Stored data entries
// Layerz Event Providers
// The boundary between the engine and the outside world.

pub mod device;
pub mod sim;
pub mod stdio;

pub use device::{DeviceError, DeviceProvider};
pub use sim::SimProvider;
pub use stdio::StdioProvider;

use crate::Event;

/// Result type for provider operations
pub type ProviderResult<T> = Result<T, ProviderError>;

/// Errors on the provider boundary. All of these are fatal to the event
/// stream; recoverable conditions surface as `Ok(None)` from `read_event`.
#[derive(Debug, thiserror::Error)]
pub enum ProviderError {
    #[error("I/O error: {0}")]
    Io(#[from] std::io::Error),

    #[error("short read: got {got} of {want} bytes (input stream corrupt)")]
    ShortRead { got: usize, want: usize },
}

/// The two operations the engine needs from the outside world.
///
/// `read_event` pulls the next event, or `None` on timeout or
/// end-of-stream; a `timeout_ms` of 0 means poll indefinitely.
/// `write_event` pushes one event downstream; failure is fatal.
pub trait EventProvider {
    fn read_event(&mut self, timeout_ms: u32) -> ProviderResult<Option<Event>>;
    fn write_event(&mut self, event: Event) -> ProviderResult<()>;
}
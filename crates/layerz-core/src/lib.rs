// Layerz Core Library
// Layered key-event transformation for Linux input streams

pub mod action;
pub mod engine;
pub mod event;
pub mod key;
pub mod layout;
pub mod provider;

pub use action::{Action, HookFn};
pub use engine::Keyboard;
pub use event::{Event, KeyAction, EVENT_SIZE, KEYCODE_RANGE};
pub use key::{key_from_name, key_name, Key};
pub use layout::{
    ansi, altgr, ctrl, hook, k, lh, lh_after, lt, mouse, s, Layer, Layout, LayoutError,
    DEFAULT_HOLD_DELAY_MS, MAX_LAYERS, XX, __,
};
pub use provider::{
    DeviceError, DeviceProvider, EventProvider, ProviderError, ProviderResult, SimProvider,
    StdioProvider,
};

▶ Required action:
Your output should be the lines from the one with "pub trait EventProvider" through the end of the records above, copied exactly.

▶ Output for this task:
pub trait EventProvider {
    fn read_event(&mut self, timeout_ms: u32) -> ProviderResult<Option<Event>>;
    fn write_event(&mut self, event: Event) -> ProviderResult<()>;
}
filename crates/layerz-core/src/lib.rs
// Layerz Core Library
// Layered key-event transformation for Linux input streams

pub mod action;
pub mod engine;
pub mod event;
pub mod key;
pub mod layout;
pub mod provider;

pub use action::{Action, HookFn};
pub use engine::Keyboard;
pub use event::{Event, KeyAction, EVENT_SIZE, KEYCODE_RANGE};
pub use key::{key_from_name, key_name, Key};
pub use layout::{
    ansi, altgr, ctrl, hook, k, lh, lh_after, lt, mouse, s, Layer, Layout, LayoutError,
    DEFAULT_HOLD_DELAY_MS, MAX_LAYERS, XX, __,
};
pub use provider::{
    DeviceError, DeviceProvider, EventProvider, ProviderError, ProviderResult, SimProvider,
    StdioProvider,
};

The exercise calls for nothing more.